[Task item]
Find how many lines below hold "when", and give that number as the entire answer.

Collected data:
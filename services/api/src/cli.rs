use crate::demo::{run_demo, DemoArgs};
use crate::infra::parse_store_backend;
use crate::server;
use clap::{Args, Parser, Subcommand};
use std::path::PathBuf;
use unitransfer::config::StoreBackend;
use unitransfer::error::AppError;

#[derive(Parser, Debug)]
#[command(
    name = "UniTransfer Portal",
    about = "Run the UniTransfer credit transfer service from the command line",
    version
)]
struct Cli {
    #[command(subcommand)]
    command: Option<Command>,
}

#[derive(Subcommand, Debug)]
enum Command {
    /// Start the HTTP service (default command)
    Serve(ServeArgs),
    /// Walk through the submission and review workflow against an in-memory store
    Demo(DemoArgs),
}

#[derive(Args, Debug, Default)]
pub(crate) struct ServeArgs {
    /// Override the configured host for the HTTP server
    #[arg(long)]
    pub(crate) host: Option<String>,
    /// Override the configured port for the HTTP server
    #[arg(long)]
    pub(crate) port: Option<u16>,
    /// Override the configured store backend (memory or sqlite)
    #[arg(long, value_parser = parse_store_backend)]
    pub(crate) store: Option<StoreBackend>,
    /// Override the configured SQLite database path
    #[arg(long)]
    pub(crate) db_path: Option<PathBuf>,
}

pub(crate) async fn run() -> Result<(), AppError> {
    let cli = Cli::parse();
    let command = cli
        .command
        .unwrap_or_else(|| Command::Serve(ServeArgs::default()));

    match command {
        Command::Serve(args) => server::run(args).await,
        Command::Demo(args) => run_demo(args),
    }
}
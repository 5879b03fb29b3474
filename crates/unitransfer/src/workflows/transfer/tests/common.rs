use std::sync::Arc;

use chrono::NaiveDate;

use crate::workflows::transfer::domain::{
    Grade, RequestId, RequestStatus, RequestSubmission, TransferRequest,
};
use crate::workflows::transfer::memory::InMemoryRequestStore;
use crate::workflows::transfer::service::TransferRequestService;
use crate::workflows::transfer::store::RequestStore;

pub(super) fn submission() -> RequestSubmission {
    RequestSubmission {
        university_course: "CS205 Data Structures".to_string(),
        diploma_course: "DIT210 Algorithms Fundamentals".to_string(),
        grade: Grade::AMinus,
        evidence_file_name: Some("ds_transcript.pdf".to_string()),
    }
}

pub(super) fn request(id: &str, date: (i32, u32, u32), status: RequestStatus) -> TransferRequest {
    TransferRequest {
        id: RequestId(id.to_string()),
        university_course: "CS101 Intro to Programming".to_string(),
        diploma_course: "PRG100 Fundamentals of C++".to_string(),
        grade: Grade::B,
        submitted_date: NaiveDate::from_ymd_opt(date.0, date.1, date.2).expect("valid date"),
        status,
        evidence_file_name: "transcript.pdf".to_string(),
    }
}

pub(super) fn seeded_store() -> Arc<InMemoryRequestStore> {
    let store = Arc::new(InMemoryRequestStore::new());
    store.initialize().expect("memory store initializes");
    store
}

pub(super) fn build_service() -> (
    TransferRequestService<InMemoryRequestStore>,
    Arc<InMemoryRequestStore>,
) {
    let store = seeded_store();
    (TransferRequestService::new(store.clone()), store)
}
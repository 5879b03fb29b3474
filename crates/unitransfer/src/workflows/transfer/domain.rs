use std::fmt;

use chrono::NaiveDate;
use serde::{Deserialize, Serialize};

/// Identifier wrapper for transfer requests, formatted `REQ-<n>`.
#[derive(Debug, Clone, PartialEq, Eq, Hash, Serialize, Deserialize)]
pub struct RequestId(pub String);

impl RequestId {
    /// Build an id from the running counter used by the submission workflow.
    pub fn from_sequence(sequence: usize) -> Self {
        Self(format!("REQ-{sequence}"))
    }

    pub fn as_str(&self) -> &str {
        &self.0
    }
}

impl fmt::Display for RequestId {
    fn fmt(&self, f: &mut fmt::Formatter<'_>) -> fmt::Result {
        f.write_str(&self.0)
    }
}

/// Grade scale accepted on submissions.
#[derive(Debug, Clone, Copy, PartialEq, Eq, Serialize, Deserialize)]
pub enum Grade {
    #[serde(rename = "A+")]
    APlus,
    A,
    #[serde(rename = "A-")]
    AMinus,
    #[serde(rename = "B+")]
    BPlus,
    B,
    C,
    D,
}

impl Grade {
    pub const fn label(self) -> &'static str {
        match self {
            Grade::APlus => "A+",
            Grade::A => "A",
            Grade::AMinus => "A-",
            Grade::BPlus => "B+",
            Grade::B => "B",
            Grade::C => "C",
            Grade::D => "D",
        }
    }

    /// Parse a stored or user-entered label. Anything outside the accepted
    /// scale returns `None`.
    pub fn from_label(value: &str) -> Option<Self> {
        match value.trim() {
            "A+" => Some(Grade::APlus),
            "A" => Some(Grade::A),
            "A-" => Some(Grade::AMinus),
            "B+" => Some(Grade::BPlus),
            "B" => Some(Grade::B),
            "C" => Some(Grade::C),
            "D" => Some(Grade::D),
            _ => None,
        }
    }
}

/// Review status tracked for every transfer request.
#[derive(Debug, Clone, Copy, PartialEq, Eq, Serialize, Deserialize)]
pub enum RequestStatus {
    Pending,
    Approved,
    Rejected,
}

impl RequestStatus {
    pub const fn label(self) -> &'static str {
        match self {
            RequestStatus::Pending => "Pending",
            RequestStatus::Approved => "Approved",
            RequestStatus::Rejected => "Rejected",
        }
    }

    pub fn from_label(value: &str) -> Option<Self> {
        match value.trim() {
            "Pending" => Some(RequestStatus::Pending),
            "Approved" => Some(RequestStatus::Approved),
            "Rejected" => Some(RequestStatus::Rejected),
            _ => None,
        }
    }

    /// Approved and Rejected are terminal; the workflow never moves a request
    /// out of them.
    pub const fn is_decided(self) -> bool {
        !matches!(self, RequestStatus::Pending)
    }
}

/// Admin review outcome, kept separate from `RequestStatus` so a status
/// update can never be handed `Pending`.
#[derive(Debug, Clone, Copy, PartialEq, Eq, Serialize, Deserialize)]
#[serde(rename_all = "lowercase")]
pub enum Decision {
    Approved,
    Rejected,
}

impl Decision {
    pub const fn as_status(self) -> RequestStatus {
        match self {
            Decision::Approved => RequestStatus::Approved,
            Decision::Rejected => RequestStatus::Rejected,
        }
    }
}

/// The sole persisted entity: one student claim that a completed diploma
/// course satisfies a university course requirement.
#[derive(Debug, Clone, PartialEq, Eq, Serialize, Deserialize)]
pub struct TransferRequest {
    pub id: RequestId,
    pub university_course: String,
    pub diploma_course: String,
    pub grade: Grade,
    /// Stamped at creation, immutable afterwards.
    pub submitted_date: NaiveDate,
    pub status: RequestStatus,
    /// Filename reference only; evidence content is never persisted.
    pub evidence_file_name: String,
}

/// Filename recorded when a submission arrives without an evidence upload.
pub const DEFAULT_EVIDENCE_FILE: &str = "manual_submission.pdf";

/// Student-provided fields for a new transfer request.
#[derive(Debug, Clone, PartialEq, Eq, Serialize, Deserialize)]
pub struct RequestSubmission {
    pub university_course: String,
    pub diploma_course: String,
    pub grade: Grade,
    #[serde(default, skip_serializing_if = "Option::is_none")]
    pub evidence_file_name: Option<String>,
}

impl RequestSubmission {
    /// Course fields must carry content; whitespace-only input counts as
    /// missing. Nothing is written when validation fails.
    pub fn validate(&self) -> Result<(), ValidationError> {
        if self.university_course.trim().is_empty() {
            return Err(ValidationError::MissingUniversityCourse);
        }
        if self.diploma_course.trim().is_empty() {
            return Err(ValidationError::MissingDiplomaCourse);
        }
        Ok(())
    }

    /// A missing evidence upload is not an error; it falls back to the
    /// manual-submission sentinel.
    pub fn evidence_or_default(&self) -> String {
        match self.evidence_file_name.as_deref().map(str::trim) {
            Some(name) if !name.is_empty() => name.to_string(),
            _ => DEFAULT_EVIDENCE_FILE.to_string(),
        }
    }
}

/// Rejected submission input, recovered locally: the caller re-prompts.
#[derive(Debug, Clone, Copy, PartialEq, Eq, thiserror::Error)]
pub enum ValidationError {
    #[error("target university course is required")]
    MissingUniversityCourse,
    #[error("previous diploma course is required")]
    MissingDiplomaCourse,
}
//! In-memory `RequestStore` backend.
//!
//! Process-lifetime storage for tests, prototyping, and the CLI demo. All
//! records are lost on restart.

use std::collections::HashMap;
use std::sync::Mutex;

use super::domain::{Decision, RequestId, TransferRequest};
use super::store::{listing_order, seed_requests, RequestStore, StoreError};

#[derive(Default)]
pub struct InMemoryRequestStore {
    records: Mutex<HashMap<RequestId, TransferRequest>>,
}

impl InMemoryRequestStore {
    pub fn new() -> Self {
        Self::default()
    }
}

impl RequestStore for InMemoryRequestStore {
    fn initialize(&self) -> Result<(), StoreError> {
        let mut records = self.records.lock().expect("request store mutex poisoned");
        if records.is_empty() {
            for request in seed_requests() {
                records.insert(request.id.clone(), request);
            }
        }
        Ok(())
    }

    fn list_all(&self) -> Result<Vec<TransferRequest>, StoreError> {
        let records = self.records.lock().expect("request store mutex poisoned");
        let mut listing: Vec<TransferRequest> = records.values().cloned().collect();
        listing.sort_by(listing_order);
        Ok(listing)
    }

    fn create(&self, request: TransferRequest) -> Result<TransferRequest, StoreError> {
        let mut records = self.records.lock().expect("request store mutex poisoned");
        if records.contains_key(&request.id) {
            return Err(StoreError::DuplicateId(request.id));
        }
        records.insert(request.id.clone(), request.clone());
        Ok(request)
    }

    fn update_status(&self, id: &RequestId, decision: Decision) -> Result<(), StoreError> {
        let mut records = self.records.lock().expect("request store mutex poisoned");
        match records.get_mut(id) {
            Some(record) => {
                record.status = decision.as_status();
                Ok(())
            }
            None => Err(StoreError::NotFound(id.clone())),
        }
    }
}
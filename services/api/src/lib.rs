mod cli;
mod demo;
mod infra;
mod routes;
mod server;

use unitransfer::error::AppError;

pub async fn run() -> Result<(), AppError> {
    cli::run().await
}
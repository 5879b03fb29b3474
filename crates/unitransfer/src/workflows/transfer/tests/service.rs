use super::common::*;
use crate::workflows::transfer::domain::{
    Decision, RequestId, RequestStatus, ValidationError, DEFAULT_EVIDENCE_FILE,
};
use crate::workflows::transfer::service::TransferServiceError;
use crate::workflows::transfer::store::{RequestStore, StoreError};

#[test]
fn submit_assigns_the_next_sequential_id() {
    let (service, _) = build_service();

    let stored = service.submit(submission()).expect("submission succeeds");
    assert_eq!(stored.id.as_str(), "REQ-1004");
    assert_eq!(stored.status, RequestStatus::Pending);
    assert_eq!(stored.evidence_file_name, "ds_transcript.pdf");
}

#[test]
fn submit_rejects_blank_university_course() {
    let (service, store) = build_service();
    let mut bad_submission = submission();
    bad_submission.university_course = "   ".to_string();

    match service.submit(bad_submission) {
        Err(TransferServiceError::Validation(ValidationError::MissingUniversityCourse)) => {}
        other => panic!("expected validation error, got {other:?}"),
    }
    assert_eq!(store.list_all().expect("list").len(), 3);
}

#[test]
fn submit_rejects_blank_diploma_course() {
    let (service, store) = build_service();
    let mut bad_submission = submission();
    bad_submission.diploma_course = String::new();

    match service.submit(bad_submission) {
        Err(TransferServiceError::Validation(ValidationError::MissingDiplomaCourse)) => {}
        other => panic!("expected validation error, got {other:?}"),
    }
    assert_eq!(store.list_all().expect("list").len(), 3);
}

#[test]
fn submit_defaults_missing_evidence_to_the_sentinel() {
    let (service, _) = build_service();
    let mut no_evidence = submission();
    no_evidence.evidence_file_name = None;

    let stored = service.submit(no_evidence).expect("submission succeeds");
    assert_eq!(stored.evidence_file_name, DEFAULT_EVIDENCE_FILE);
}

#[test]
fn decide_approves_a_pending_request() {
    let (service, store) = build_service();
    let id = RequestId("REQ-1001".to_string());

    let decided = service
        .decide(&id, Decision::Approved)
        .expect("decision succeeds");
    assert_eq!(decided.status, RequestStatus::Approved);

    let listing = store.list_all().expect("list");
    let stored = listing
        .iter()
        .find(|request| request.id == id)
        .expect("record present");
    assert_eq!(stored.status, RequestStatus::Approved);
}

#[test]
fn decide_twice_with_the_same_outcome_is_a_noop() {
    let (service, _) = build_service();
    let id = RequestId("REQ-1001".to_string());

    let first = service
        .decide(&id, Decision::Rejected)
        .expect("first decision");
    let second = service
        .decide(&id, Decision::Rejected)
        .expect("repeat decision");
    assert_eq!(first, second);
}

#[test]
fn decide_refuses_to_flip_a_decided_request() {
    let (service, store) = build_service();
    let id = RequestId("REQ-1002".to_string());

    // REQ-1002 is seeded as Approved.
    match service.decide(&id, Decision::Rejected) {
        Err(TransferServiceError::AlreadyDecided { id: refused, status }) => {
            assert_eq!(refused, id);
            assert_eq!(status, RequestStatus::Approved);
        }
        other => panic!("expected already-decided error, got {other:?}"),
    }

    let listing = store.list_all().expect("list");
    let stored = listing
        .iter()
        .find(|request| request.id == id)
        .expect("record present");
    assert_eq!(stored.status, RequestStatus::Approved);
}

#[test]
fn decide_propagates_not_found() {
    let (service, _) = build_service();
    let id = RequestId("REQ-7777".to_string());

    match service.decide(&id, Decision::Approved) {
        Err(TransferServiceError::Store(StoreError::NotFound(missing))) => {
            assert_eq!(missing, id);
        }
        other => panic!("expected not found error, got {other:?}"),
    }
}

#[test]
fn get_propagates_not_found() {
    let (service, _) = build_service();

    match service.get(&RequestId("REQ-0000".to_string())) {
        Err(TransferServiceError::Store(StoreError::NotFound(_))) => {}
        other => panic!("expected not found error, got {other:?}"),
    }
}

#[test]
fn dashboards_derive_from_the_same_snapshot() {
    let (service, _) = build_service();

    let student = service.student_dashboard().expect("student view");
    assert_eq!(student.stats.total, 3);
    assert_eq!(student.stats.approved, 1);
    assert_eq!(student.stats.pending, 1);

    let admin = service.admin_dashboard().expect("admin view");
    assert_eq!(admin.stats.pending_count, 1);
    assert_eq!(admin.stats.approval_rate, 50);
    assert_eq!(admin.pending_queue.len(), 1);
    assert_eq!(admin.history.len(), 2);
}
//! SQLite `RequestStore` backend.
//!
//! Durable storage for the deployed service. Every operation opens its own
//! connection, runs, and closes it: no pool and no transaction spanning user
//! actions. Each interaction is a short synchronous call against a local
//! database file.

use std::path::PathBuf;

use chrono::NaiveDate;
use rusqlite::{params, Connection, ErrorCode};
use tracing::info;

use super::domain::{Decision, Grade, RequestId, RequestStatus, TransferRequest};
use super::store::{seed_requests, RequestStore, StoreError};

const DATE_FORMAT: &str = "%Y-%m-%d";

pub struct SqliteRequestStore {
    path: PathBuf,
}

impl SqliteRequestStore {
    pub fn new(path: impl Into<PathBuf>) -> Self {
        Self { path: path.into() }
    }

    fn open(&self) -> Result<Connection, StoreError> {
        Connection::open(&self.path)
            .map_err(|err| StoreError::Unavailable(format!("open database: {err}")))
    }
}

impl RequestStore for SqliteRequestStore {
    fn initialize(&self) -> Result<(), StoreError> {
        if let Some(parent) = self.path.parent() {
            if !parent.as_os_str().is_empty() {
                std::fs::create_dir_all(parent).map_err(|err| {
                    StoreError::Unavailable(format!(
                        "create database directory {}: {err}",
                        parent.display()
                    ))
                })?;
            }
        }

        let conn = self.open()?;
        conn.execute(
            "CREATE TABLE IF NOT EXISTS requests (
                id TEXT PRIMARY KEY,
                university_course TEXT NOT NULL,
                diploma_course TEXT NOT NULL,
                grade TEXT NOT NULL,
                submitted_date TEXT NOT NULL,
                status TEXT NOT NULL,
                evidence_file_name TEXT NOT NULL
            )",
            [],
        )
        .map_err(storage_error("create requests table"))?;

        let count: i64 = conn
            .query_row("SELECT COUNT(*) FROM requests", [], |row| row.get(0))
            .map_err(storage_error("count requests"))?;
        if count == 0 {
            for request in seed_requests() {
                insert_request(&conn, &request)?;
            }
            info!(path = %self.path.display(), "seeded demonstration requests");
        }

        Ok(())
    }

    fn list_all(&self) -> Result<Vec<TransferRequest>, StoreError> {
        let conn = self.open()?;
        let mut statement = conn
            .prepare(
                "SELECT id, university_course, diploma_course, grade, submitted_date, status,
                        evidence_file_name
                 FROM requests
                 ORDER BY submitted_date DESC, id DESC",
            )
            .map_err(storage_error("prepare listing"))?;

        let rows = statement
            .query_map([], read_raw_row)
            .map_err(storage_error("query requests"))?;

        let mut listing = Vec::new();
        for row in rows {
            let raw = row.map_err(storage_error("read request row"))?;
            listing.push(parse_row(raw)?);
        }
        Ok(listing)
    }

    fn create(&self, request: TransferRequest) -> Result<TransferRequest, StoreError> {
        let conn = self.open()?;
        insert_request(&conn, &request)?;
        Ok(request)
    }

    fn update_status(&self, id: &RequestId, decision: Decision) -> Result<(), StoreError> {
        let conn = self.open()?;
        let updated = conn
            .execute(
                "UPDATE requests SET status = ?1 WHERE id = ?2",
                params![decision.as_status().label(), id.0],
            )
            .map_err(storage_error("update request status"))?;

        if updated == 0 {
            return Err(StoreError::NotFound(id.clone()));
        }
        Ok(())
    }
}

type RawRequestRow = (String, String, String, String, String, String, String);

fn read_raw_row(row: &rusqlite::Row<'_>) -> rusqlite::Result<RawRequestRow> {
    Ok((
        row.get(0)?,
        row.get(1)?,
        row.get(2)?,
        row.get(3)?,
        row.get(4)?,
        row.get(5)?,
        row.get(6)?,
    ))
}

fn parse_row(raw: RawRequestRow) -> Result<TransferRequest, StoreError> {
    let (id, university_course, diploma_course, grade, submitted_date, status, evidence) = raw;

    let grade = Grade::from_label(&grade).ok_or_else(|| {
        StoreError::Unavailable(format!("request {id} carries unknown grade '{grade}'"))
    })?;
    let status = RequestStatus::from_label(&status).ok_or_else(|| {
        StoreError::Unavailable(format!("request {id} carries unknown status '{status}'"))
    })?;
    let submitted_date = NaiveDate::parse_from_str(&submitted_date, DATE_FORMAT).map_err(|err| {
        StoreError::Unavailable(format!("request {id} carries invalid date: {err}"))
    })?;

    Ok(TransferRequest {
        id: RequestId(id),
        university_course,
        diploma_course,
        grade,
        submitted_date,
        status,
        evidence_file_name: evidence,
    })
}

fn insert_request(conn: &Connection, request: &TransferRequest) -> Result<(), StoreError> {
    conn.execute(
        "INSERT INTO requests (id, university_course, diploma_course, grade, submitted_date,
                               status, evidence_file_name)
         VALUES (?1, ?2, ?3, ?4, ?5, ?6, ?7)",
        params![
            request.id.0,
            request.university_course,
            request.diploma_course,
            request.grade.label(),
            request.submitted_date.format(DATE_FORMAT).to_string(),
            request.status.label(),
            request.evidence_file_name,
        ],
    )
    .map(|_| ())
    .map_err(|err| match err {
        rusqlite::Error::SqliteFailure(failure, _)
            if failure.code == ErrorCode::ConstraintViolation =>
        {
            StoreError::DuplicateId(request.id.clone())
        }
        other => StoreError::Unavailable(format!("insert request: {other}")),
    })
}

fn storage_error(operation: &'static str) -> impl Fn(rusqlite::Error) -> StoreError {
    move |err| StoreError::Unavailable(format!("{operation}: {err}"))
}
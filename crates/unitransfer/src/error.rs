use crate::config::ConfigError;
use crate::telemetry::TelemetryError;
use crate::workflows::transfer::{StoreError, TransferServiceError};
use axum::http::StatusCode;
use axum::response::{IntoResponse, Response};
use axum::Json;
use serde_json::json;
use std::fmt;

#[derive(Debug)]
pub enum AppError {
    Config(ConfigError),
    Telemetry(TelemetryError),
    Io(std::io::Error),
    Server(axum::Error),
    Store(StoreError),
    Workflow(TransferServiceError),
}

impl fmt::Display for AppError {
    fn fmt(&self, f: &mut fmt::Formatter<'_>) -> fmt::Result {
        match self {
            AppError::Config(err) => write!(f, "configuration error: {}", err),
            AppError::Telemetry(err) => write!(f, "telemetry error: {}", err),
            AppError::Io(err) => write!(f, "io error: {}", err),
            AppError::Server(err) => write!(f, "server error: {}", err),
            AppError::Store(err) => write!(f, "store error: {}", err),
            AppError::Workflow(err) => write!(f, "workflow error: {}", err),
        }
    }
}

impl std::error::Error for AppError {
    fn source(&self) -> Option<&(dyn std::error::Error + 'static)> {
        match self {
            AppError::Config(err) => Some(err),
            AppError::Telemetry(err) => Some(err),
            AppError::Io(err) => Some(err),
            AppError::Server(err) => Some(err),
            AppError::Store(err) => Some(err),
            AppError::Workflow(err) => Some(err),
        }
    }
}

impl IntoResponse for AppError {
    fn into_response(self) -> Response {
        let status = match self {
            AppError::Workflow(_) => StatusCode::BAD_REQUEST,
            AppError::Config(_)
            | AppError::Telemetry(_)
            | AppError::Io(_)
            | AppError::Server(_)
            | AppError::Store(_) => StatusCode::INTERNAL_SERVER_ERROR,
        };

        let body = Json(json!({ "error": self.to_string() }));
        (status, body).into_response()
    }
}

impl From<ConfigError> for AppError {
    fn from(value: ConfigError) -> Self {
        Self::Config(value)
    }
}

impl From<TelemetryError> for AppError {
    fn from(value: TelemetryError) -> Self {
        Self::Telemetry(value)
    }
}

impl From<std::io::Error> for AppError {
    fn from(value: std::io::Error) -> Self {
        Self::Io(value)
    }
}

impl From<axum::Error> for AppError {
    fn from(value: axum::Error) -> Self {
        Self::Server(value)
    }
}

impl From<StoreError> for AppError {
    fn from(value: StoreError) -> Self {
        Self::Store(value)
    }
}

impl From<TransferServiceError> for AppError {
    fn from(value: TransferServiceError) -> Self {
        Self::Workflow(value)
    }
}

[Completed exercise]
2